On another level, it pays homage to the boundless spirit and imaginative lifestyles of Americans living in small towns. The characters, inspired by human-interest stories in tabloid newspapers, are placed together in a narrative format that features a narrator who observes the citizenry of Virgil as they are about to celebrate Virgil’s joining Texas in commemorating the State’s Sesquicentennial.
The film is symmetric, opening and closing with the same image, that of the narrator (Byrne), dressed in Stetson and string tie, as he drives a fire engine red convertible against a flat and barren horizon. The austere landscape makes the characters and their houses stand out even more sharply.
The narrator performs the function of the druggist in Our Town; he, wanders through town, observes its habits. But unlike the narrator of Our Town, who encounters the commonplace, Byrne does not cease to be surprised by what he sees. Taking the liberty of free commentary, he makes comic asides, distancing himself from the narrative.
Following a montage of the encapsulated history of Texas, the viewers get to know the people, not as flesh-and-blood but more as icons of pop culture. Consider some of the types: The Cute Woman loosely based on a TV show hostess who likes to paint pictures of puppies; the Computer Guy; the Lying Woman who claims to have written half of Elvis Presely’s songs; the Lazy Woman, a television addict who never gets out of bed; the Visionary Businessman; the Innocent in constant search for Love.
“I was attracted to the characters,” Byrne says, “because they had their own eccentricities, but they weren’t ashamed of them.” None of the characters in True Stories is alienated, lost, or guilty, which is a major difference from eccentric characters in movies of previous decades. In the past, individuals usually felt ashamed of their eccentricities and tried to get rid of them, or keep them as secrets, since they were perceived as obstacles to their integration into mainstream society.
However, in films of the 1980s, America still has a Main Street but it’s looser and less confining, permitting the existence of alternate lifestyles that might not be condoned by dominant culture. Byrne’s film is an “appreciation of people and things,” a tribute to “openness and willingness to see things differently, to try things, to experiment.”

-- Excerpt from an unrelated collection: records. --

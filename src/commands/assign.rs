//! `gavel assign` commands - bind judges to submissions

use crate::cli::{Cli, OutputFormat};
use gavel_core::assignment::{AssignmentStatus, JudgeAssignment};
use gavel_core::error::Result;
use gavel_core::records::format_header;
use gavel_core::store::Store;

/// Execute `assign add`
pub fn add(cli: &Cli, store: &Store, judge: &str, submission: &str) -> Result<()> {
    let assignment = store.assign_judge(judge, submission)?;

    match cli.format {
        OutputFormat::Json => {
            let output = serde_json::json!({ "assignment": assignment });
            println!("{}", serde_json::to_string_pretty(&output)?);
        }
        OutputFormat::Human => {
            println!("{}", assignment.id);
        }
        OutputFormat::Records => {
            println!(
                "{}",
                format_header(&store.root().display().to_string(), "assign-add")
            );
            println!("{}", assignment_line(&assignment));
        }
    }

    Ok(())
}

/// Execute `assign list`
pub fn list(
    cli: &Cli,
    store: &Store,
    event: &str,
    judge: Option<&str>,
    status: Option<AssignmentStatus>,
) -> Result<()> {
    let assignments = store.list_assignments(event, judge, status)?;

    match cli.format {
        OutputFormat::Json => {
            let output = serde_json::json!({ "assignments": assignments });
            println!("{}", serde_json::to_string_pretty(&output)?);
        }
        OutputFormat::Human => {
            for assignment in &assignments {
                println!(
                    "{}  {}  {}  {}",
                    assignment.id, assignment.judge_id, assignment.submission_id, assignment.status
                );
            }
        }
        OutputFormat::Records => {
            println!(
                "{}",
                format_header(&store.root().display().to_string(), "assign-list")
            );
            for assignment in &assignments {
                println!("{}", assignment_line(assignment));
            }
        }
    }

    Ok(())
}

/// Records line: `A <id> judge=<j> submission=<s> status=<st>`
fn assignment_line(assignment: &JudgeAssignment) -> String {
    format!(
        "A {} judge={} submission={} status={}",
        assignment.id, assignment.judge_id, assignment.submission_id, assignment.status
    )
}
//! Store management for gavel
//!
//! The store is the root directory containing all gavel data: `config.toml`
//! and the sqlite database. Default location: `.gavel/` (hidden,
//! git-trackable). Commands stay thin; the operations here load consistent
//! rows, run the pure engine functions, and persist the results.

pub mod paths;

use std::collections::HashMap;
use std::fs;
use std::path::{Path, PathBuf};

use chrono::Utc;
use tracing::warn;

use crate::assignment::{AssignmentStatus, JudgeAssignment};
use crate::config::StoreConfig;
use crate::db::Database;
use crate::error::{GavelError, Result};
use crate::id;
use crate::leaderboard::{build_leaderboard, Leaderboard};
use crate::rubric::{validate_criteria, CriterionInput, Rubric};
use crate::scoring::Score;
use crate::submission::Submission;
use paths::{CONFIG_FILE, DB_FILE, DEFAULT_STORE_DIR, VISIBLE_STORE_DIR};

/// Options for store initialization
#[derive(Debug, Clone, Default)]
pub struct InitOptions {
    /// Use visible store directory (`gavel/` instead of `.gavel/`)
    pub visible: bool,
}

/// A new submission before it is assigned an id and a rubric
#[derive(Debug, Clone, Default)]
pub struct NewSubmission {
    pub event_id: String,
    pub team_name: String,
    /// Explicit rubric; defaults to the event's active rubric
    pub rubric_id: Option<String>,
    pub track: Option<String>,
    pub table_number: Option<i64>,
    pub repo_url: Option<String>,
    pub demo_url: Option<String>,
}

/// A score submission payload from a judge
#[derive(Debug, Clone, Default)]
pub struct ScoreSubmission {
    pub assignment_id: String,
    pub raw_scores: HashMap<String, f64>,
    pub comments: Option<String>,
    pub private_notes: Option<String>,
}

/// The gavel store
#[derive(Debug)]
pub struct Store {
    /// Root path of the store
    root: PathBuf,
    /// Store configuration
    config: StoreConfig,
    /// SQLite database
    db: Database,
}

impl Store {
    /// Discover a store by walking up from the given root directory
    pub fn discover(root: &Path) -> Result<Self> {
        let store_path = paths::discover_store(root)?;
        Self::open(&store_path)
    }

    /// Open an existing store at the given path
    #[tracing::instrument(skip(path), fields(path = %path.display()))]
    pub fn open(path: &Path) -> Result<Self> {
        if !path.is_dir() {
            return Err(GavelError::StoreNotFound {
                search_root: path.to_path_buf(),
            });
        }

        let config_path = path.join(CONFIG_FILE);
        let config = if config_path.exists() {
            StoreConfig::load(&config_path)?
        } else {
            // Sensible defaults when the file is missing
            StoreConfig::default()
        };

        let db = Database::open(path)?;

        Ok(Store {
            root: path.to_path_buf(),
            config,
            db,
        })
    }

    /// Initialize a new store under the given project root
    pub fn init(project_root: &Path, options: InitOptions) -> Result<Self> {
        let store_name = if options.visible {
            VISIBLE_STORE_DIR
        } else {
            DEFAULT_STORE_DIR
        };
        Self::init_at(&project_root.join(store_name))
    }

    /// Initialize a store at an explicit store root path (idempotent)
    pub fn init_at(store_root: &Path) -> Result<Self> {
        fs::create_dir_all(store_root)?;

        let config_path = store_root.join(CONFIG_FILE);
        let config = if config_path.exists() {
            StoreConfig::load(&config_path)?
        } else {
            let config = StoreConfig::default();
            config.save(&config_path)?;
            config
        };

        let db = Database::open(store_root)?;

        Ok(Store {
            root: store_root.to_path_buf(),
            config,
            db,
        })
    }

    /// Get the store root path
    pub fn root(&self) -> &Path {
        &self.root
    }

    /// Get the config file path
    pub fn config_path(&self) -> PathBuf {
        self.root.join(CONFIG_FILE)
    }

    /// Get the database file path
    pub fn db_path(&self) -> PathBuf {
        self.root.join(DB_FILE)
    }

    /// Get the config
    pub fn config(&self) -> &StoreConfig {
        &self.config
    }

    /// Get the database
    pub fn db(&self) -> &Database {
        &self.db
    }
}

// Rubric operations
impl Store {
    /// Validate criteria and persist a new rubric version for the event
    pub fn create_rubric(&self, event_id: &str, inputs: &[CriterionInput]) -> Result<Rubric> {
        let criteria = validate_criteria(inputs)?;
        let now = Utc::now();
        let rubric = Rubric {
            id: id::row_id(id::RUBRIC_PREFIX),
            event_id: event_id.to_string(),
            criteria,
            created: now,
            updated: now,
        };
        self.db.insert_rubric(&rubric)?;
        tracing::debug!(rubric_id = %rubric.id, event_id, "rubric created");
        Ok(rubric)
    }

    /// Validate criteria and replace an existing rubric's criteria in place.
    /// Criterion ids supplied by the caller are preserved.
    pub fn update_rubric(
        &self,
        event_id: &str,
        rubric_id: &str,
        inputs: &[CriterionInput],
    ) -> Result<Rubric> {
        let mut rubric = self
            .db
            .get_rubric(rubric_id)?
            .ok_or_else(|| GavelError::not_found("rubric", rubric_id))?;
        if rubric.event_id != event_id {
            return Err(GavelError::not_found("rubric for event", event_id));
        }

        rubric.criteria = validate_criteria(inputs)?;
        rubric.updated = Utc::now();
        self.db.replace_criteria(&rubric)?;
        Ok(rubric)
    }

    /// The event's active rubric: most recently created, or None
    pub fn latest_rubric(&self, event_id: &str) -> Result<Option<Rubric>> {
        self.db.latest_rubric_for_event(event_id)
    }

    /// Fetch a rubric by id
    pub fn rubric(&self, rubric_id: &str) -> Result<Rubric> {
        self.db
            .get_rubric(rubric_id)?
            .ok_or_else(|| GavelError::not_found("rubric", rubric_id))
    }
}

// Submission operations
impl Store {
    /// Register a competing entry. Without an explicit rubric the event's
    /// active rubric is referenced; an event with no rubric yet is an error.
    pub fn add_submission(&self, new: NewSubmission) -> Result<Submission> {
        let rubric_id = match new.rubric_id {
            Some(rubric_id) => {
                self.db
                    .get_rubric(&rubric_id)?
                    .ok_or_else(|| GavelError::not_found("rubric", &rubric_id))?;
                rubric_id
            }
            None => self
                .latest_rubric(&new.event_id)?
                .ok_or_else(|| GavelError::not_found("rubric for event", &new.event_id))?
                .id,
        };

        let submission = Submission {
            id: id::row_id(id::SUBMISSION_PREFIX),
            event_id: new.event_id,
            team_name: new.team_name,
            rubric_id,
            track: new.track,
            table_number: new.table_number,
            repo_url: new.repo_url,
            demo_url: new.demo_url,
            created: Utc::now(),
        };
        self.db.insert_submission(&submission)?;
        Ok(submission)
    }

    pub fn get_submission(&self, submission_id: &str) -> Result<Submission> {
        self.db
            .get_submission(submission_id)?
            .ok_or_else(|| GavelError::not_found("submission", submission_id))
    }

    pub fn list_submissions(&self, event_id: &str) -> Result<Vec<Submission>> {
        self.db.list_submissions(event_id)
    }
}

// Assignment operations
impl Store {
    /// Bind a judge to a submission for scoring
    pub fn assign_judge(&self, judge_id: &str, submission_id: &str) -> Result<JudgeAssignment> {
        let submission = self.get_submission(submission_id)?;

        if self.db.assignment_exists(judge_id, submission_id)? {
            return Err(GavelError::already_exists(
                "assignment",
                format!("{}/{}", judge_id, submission_id),
            ));
        }

        let now = Utc::now();
        let assignment = JudgeAssignment {
            id: id::row_id(id::ASSIGNMENT_PREFIX),
            event_id: submission.event_id,
            judge_id: judge_id.to_string(),
            submission_id: submission_id.to_string(),
            status: AssignmentStatus::Assigned,
            created: now,
            updated: now,
        };
        self.db.insert_assignment(&assignment)?;
        Ok(assignment)
    }

    pub fn get_assignment(&self, assignment_id: &str) -> Result<JudgeAssignment> {
        self.db
            .get_assignment(assignment_id)?
            .ok_or_else(|| GavelError::not_found("assignment", assignment_id))
    }

    pub fn list_assignments(
        &self,
        event_id: &str,
        judge_id: Option<&str>,
        status: Option<AssignmentStatus>,
    ) -> Result<Vec<JudgeAssignment>> {
        self.db.list_assignments(event_id, judge_id, status)
    }

    /// Mark an assignment as being worked on: `assigned -> in_progress`
    pub fn start_assignment(&self, assignment_id: &str) -> Result<JudgeAssignment> {
        let mut assignment = self.get_assignment(assignment_id)?;
        assignment.transition(AssignmentStatus::InProgress, Utc::now())?;
        self.db.update_assignment_status(&assignment)?;
        Ok(assignment)
    }
}

// Score operations
impl Store {
    /// Record a judge's score for their assignment and complete it.
    ///
    /// Raw values for known criteria must lie in `[0, max_score]` - this is
    /// the input boundary where bounds are enforced; the normalizer itself
    /// never clamps. Unknown criterion ids are carried through with a
    /// warning. One score per (judge, submission); resubmission is rejected.
    pub fn submit_score(&self, payload: ScoreSubmission) -> Result<Score> {
        let mut assignment = self.get_assignment(&payload.assignment_id)?;

        if assignment.status == AssignmentStatus::Completed
            || self
                .db
                .score_exists(&assignment.judge_id, &assignment.submission_id)?
        {
            return Err(GavelError::already_exists(
                "score",
                format!("{}/{}", assignment.judge_id, assignment.submission_id),
            ));
        }

        let submission = self.get_submission(&assignment.submission_id)?;
        let rubric = self
            .db
            .get_rubric(&submission.rubric_id)?
            .ok_or_else(|| GavelError::not_found("rubric", &submission.rubric_id))?;

        for (cid, value) in &payload.raw_scores {
            match rubric.criterion(cid) {
                Some(criterion) => {
                    if !value.is_finite() || *value < 0.0 || *value > criterion.max_score {
                        return Err(GavelError::invalid_value(
                            &format!("score for {} (0..={})", cid, criterion.max_score),
                            value,
                        ));
                    }
                }
                None => warn!(
                    assignment_id = %assignment.id,
                    criterion_id = %cid,
                    "submitted score references a criterion the rubric does not define"
                ),
            }
        }

        let now = Utc::now();
        let score = Score {
            id: id::row_id(id::SCORE_PREFIX),
            assignment_id: assignment.id.clone(),
            judge_id: assignment.judge_id.clone(),
            submission_id: assignment.submission_id.clone(),
            rubric_id: rubric.id,
            raw_scores: payload.raw_scores,
            comments: payload.comments,
            private_notes: payload.private_notes,
            created: now,
        };

        assignment.transition(AssignmentStatus::Completed, now)?;
        self.db.insert_score_completing_assignment(&score, &assignment)?;
        Ok(score)
    }

    pub fn score_for_assignment(&self, assignment_id: &str) -> Result<Score> {
        self.db
            .score_for_assignment(assignment_id)?
            .ok_or_else(|| GavelError::not_found("score for assignment", assignment_id))
    }
}

// Leaderboard
impl Store {
    /// Recompute the full leaderboard for an event from persisted rows.
    /// Zero submissions is a valid empty board, not an error.
    pub fn leaderboard(&self, event_id: &str) -> Result<Leaderboard> {
        let submissions = self.db.list_submissions(event_id)?;
        let scores = self.db.scores_by_submission(event_id)?;

        let mut rubrics = HashMap::new();
        for score in scores.values().flatten() {
            if !rubrics.contains_key(&score.rubric_id) {
                let rubric = self
                    .db
                    .get_rubric(&score.rubric_id)?
                    .ok_or_else(|| GavelError::not_found("rubric", &score.rubric_id))?;
                rubrics.insert(score.rubric_id.clone(), rubric);
            }
        }

        build_leaderboard(
            event_id,
            self.config.leaderboard.enabled,
            &submissions,
            &scores,
            &rubrics,
            Utc::now(),
        )
    }
}
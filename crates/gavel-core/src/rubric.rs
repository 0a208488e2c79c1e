//! Weighted scoring rubrics
//!
//! A rubric is the weighted set of criteria submissions are judged against.
//! Weights are percentages and must sum to exactly 100 across the rubric;
//! anything else is rejected before a write reaches the store.

use std::collections::HashSet;

use chrono::{DateTime, Utc};
use serde::{Deserialize, Serialize};

use crate::error::{GavelError, Result};
use crate::id;

/// Maximum number of criteria in a rubric
pub const MAX_CRITERIA: usize = 20;

/// Maximum criterion name length
pub const MAX_NAME_LEN: usize = 100;

/// Maximum criterion description length
pub const MAX_DESCRIPTION_LEN: usize = 500;

/// One named, weighted, max-scored dimension of evaluation
#[derive(Debug, Clone, PartialEq, Serialize, Deserialize)]
pub struct Criterion {
    pub id: String,
    pub name: String,
    #[serde(default)]
    pub description: String,
    /// Percentage share of the total score, 0-100
    pub weight: f64,
    /// Highest raw score a judge may award, 1-100
    pub max_score: f64,
}

/// Raw criterion payload as it arrives at the boundary, before validation.
/// `id` is absent for newly created criteria and preserved on update.
#[derive(Debug, Clone, Default, Serialize, Deserialize)]
pub struct CriterionInput {
    #[serde(default)]
    pub id: Option<String>,
    pub name: String,
    #[serde(default)]
    pub description: String,
    pub weight: f64,
    pub max_score: f64,
}

/// A validated rubric bound to an event
#[derive(Debug, Clone, Serialize, Deserialize)]
pub struct Rubric {
    pub id: String,
    pub event_id: String,
    pub criteria: Vec<Criterion>,
    pub created: DateTime<Utc>,
    pub updated: DateTime<Utc>,
}

impl Rubric {
    /// Look up a criterion by id
    pub fn criterion(&self, id: &str) -> Option<&Criterion> {
        self.criteria.iter().find(|c| c.id == id)
    }
}

/// Validate raw criterion payloads and assign ids where missing.
///
/// Field-level constraints are checked first; the weight-sum invariant is
/// evaluated only once every field passes. The sum must equal exactly 100 -
/// 99.9 and 100.1 are both rejected.
pub fn validate_criteria(inputs: &[CriterionInput]) -> Result<Vec<Criterion>> {
    if inputs.is_empty() || inputs.len() > MAX_CRITERIA {
        return Err(GavelError::CriteriaCount {
            count: inputs.len(),
            max: MAX_CRITERIA,
        });
    }

    for (index, input) in inputs.iter().enumerate() {
        if input.name.trim().is_empty() {
            return Err(GavelError::InvalidCriterion {
                index,
                reason: "name must not be empty".to_string(),
            });
        }
        if input.name.chars().count() > MAX_NAME_LEN {
            return Err(GavelError::InvalidCriterion {
                index,
                reason: format!("name exceeds {} characters", MAX_NAME_LEN),
            });
        }
        if input.description.chars().count() > MAX_DESCRIPTION_LEN {
            return Err(GavelError::InvalidCriterion {
                index,
                reason: format!("description exceeds {} characters", MAX_DESCRIPTION_LEN),
            });
        }
        if !input.weight.is_finite() || input.weight < 0.0 || input.weight > 100.0 {
            return Err(GavelError::InvalidCriterion {
                index,
                reason: format!("weight {} outside [0, 100]", input.weight),
            });
        }
        if !input.max_score.is_finite() || input.max_score < 1.0 || input.max_score > 100.0 {
            return Err(GavelError::InvalidCriterion {
                index,
                reason: format!("max_score {} outside [1, 100]", input.max_score),
            });
        }
    }

    let total: f64 = inputs.iter().map(|c| c.weight).sum();
    if total != 100.0 {
        return Err(GavelError::WeightSumMismatch { total });
    }

    // Ids provided by the caller (update path) are preserved; the rest are
    // generated from the criterion name, uniquified within this rubric.
    let mut taken: HashSet<String> = inputs.iter().filter_map(|c| c.id.clone()).collect();

    let mut criteria = Vec::with_capacity(inputs.len());
    for input in inputs {
        let cid = match &input.id {
            Some(existing) => existing.clone(),
            None => {
                let generated = id::criterion_id(&input.name, &taken);
                taken.insert(generated.clone());
                generated
            }
        };
        criteria.push(Criterion {
            id: cid,
            name: input.name.clone(),
            description: input.description.clone(),
            weight: input.weight,
            max_score: input.max_score,
        });
    }

    Ok(criteria)
}
//! Command implementations for gavel

pub mod assign;
pub mod dispatch;
pub mod helpers;
pub mod init;
pub mod leaderboard;
pub mod rubric;
pub mod score;
pub mod submission;
//! Integration tests for the judging flow: submissions, assignments, scores

mod common;

use common::{
    add_submission, assign_judge, gavel, run_for_json, setup_event, submit_scores,
};
use predicates::prelude::*;
use tempfile::tempdir;

#[test]
fn test_full_judging_flow() {
    let dir = tempdir().unwrap();
    setup_event(dir.path(), "ev-1");

    let submission = add_submission(dir.path(), "ev-1", "Rustaceans");
    assert!(submission.starts_with("sub-"));

    let assignment = assign_judge(dir.path(), "judge-1", &submission);
    assert!(assignment.starts_with("asn-"));

    // assigned -> in_progress
    gavel()
        .current_dir(dir.path())
        .args(["score", "start", "--assignment", &assignment])
        .assert()
        .success()
        .stdout(predicate::str::contains("in_progress"));

    // in_progress -> completed via submission
    submit_scores(dir.path(), &assignment, &[("cr-technical", 8.0), ("cr-design", 6.0)]);

    let json = run_for_json(
        dir.path(),
        &["assign", "list", "--event", "ev-1", "--status", "completed"],
    );
    let assignments = json["assignments"].as_array().unwrap();
    assert_eq!(assignments.len(), 1);
    assert_eq!(assignments[0]["id"], assignment.as_str());
    assert_eq!(assignments[0]["status"], "completed");
}

#[test]
fn test_submission_add_without_rubric_fails() {
    let dir = tempdir().unwrap();
    gavel().current_dir(dir.path()).arg("init").assert().success();

    gavel()
        .current_dir(dir.path())
        .args(["submission", "add", "--event", "ev-1", "--team", "Early Birds"])
        .assert()
        .code(3)
        .stderr(predicate::str::contains("not found"));
}

#[test]
fn test_submission_metadata_round_trips() {
    let dir = tempdir().unwrap();
    setup_event(dir.path(), "ev-1");

    gavel()
        .current_dir(dir.path())
        .args(["submission", "add", "--event", "ev-1", "--team", "Rustaceans"])
        .args(["--track", "ai", "--table", "12"])
        .args(["--repo", "https://example.com/repo"])
        .assert()
        .success();

    let json = run_for_json(dir.path(), &["submission", "list", "--event", "ev-1"]);
    let submissions = json["submissions"].as_array().unwrap();
    assert_eq!(submissions.len(), 1);
    assert_eq!(submissions[0]["team_name"], "Rustaceans");
    assert_eq!(submissions[0]["track"], "ai");
    assert_eq!(submissions[0]["table_number"], 12);
    assert_eq!(submissions[0]["repo_url"], "https://example.com/repo");
}

#[test]
fn test_duplicate_assignment_rejected() {
    let dir = tempdir().unwrap();
    setup_event(dir.path(), "ev-1");
    let submission = add_submission(dir.path(), "ev-1", "Team A");

    assign_judge(dir.path(), "judge-1", &submission);
    gavel()
        .current_dir(dir.path())
        .args(["assign", "add", "--judge", "judge-1", "--submission", &submission])
        .assert()
        .code(3)
        .stderr(predicate::str::contains("already exists"));
}

#[test]
fn test_assignment_for_unknown_submission_rejected() {
    let dir = tempdir().unwrap();
    setup_event(dir.path(), "ev-1");

    gavel()
        .current_dir(dir.path())
        .args(["assign", "add", "--judge", "judge-1", "--submission", "sub-missing"])
        .assert()
        .code(3)
        .stderr(predicate::str::contains("submission not found"));
}

#[test]
fn test_score_out_of_range_rejected() {
    let dir = tempdir().unwrap();
    setup_event(dir.path(), "ev-1");
    let submission = add_submission(dir.path(), "ev-1", "Team A");
    let assignment = assign_judge(dir.path(), "judge-1", &submission);

    // max_score for cr-technical is 10
    gavel()
        .current_dir(dir.path())
        .args(["score", "submit", "--assignment", &assignment])
        .args(["--score", "cr-technical=11"])
        .assert()
        .code(2)
        .stderr(predicate::str::contains("invalid"));
}

#[test]
fn test_score_malformed_pair_rejected() {
    let dir = tempdir().unwrap();
    setup_event(dir.path(), "ev-1");
    let submission = add_submission(dir.path(), "ev-1", "Team A");
    let assignment = assign_judge(dir.path(), "judge-1", &submission);

    gavel()
        .current_dir(dir.path())
        .args(["score", "submit", "--assignment", &assignment])
        .args(["--score", "cr-technical"])
        .assert()
        .code(2)
        .stderr(predicate::str::contains("expected criterion-id=value"));
}

#[test]
fn test_unknown_criterion_accepted_with_warning() {
    let dir = tempdir().unwrap();
    setup_event(dir.path(), "ev-1");
    let submission = add_submission(dir.path(), "ev-1", "Team A");
    let assignment = assign_judge(dir.path(), "judge-1", &submission);

    // A typo'd criterion id does not fail the submission; it is carried
    // through and ignored by the scoring math.
    gavel()
        .current_dir(dir.path())
        .args(["score", "submit", "--assignment", &assignment])
        .args(["--score", "cr-technical=8", "--score", "cr-typo=5"])
        .assert()
        .success();

    let json = run_for_json(dir.path(), &["score", "show", "--assignment", &assignment]);
    assert_eq!(json["score"]["raw_scores"]["cr-typo"], 5.0);
}

#[test]
fn test_resubmission_rejected() {
    let dir = tempdir().unwrap();
    setup_event(dir.path(), "ev-1");
    let submission = add_submission(dir.path(), "ev-1", "Team A");
    let assignment = assign_judge(dir.path(), "judge-1", &submission);

    submit_scores(dir.path(), &assignment, &[("cr-technical", 8.0)]);

    gavel()
        .current_dir(dir.path())
        .args(["score", "submit", "--assignment", &assignment])
        .args(["--score", "cr-technical=9"])
        .assert()
        .code(3)
        .stderr(predicate::str::contains("already exists"));
}

#[test]
fn test_completed_assignment_cannot_restart() {
    let dir = tempdir().unwrap();
    setup_event(dir.path(), "ev-1");
    let submission = add_submission(dir.path(), "ev-1", "Team A");
    let assignment = assign_judge(dir.path(), "judge-1", &submission);
    submit_scores(dir.path(), &assignment, &[("cr-technical", 8.0)]);

    gavel()
        .current_dir(dir.path())
        .args(["score", "start", "--assignment", &assignment])
        .assert()
        .code(3)
        .stderr(predicate::str::contains("cannot move from completed"));
}

#[test]
fn test_score_show_redacts_private_notes() {
    let dir = tempdir().unwrap();
    setup_event(dir.path(), "ev-1");
    let submission = add_submission(dir.path(), "ev-1", "Team A");
    let assignment = assign_judge(dir.path(), "judge-1", &submission);

    gavel()
        .current_dir(dir.path())
        .args(["score", "submit", "--assignment", &assignment])
        .args(["--score", "cr-technical=8"])
        .args(["--comments", "clean build"])
        .args(["--private-notes", "verify claims with team"])
        .assert()
        .success();

    let json = run_for_json(dir.path(), &["score", "show", "--assignment", &assignment]);
    assert_eq!(json["score"]["comments"], "clean build");
    assert!(json["score"].get("private_notes").is_none() || json["score"]["private_notes"].is_null());

    let json = run_for_json(
        dir.path(),
        &["score", "show", "--assignment", &assignment, "--with-private"],
    );
    assert_eq!(json["score"]["private_notes"], "verify claims with team");
}

#[test]
fn test_judge_running_total_displayed() {
    let dir = tempdir().unwrap();
    setup_event(dir.path(), "ev-1");
    let submission = add_submission(dir.path(), "ev-1", "Team A");
    let assignment = assign_judge(dir.path(), "judge-1", &submission);

    // (8/10*100)*0.6 + (6/10*100)*0.4 = 48 + 24 = 72
    gavel()
        .current_dir(dir.path())
        .args(["score", "submit", "--assignment", &assignment])
        .args(["--score", "cr-technical=8", "--score", "cr-design=6"])
        .assert()
        .success()
        .stdout(predicate::str::contains("weighted total: 72.0%"));
}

Jonathan Demme, who directed the concert documentary Stop Making Sense (1986), said in a recent interview: “This is brand new. If anybody can bring cinema narrative out of the bog it’s in, it’s David Byrne.”
True Stories is a democratic celebration of the unique qualities that make the ordinary and bland appear special and extraordinary. The movie’s centerpiece is the “Celebration of Specialness,” which consists of more than 130 unusual talent acts: disco-dancing goldfish, glass harmonica players, yodelers, precision dance team, the Tyler Junior College Apache Belles. And the fashion show at the shopping mall is staged with a life-sized wedding cake, living grass suits, trompe l’oieled brick wall suits, and local clubs with matching uniforms.
The film is not about Virgil as small-town or even Texas but about Pop Culture, as reflected by TV and consumerism. Byrne says he wanted to show that “there are a lot of places like Virgil–the way people live, the places they work and the kind of community they experience when new industry is taking over.” However, as the critic Jim Hoberman observed, True Stories mostly reflects Byrne’s “distinctly postmodern sensibility,” showing “high-tech cum postcard America, well-stocked supermarket shelves, tract houses under the sky, rat-a-tat-tat TV channel zapping.”
In the press notes, Cinematographer Ed Luckmann says he was influenced by Ken Graves and Michael Payne’s American Snapshots. The whole movie has the style of a snapshot with aesthetics that mixes the styles of the corner drugstore, the Bauhaus concept of functional imagery, and Japanese calligraphy.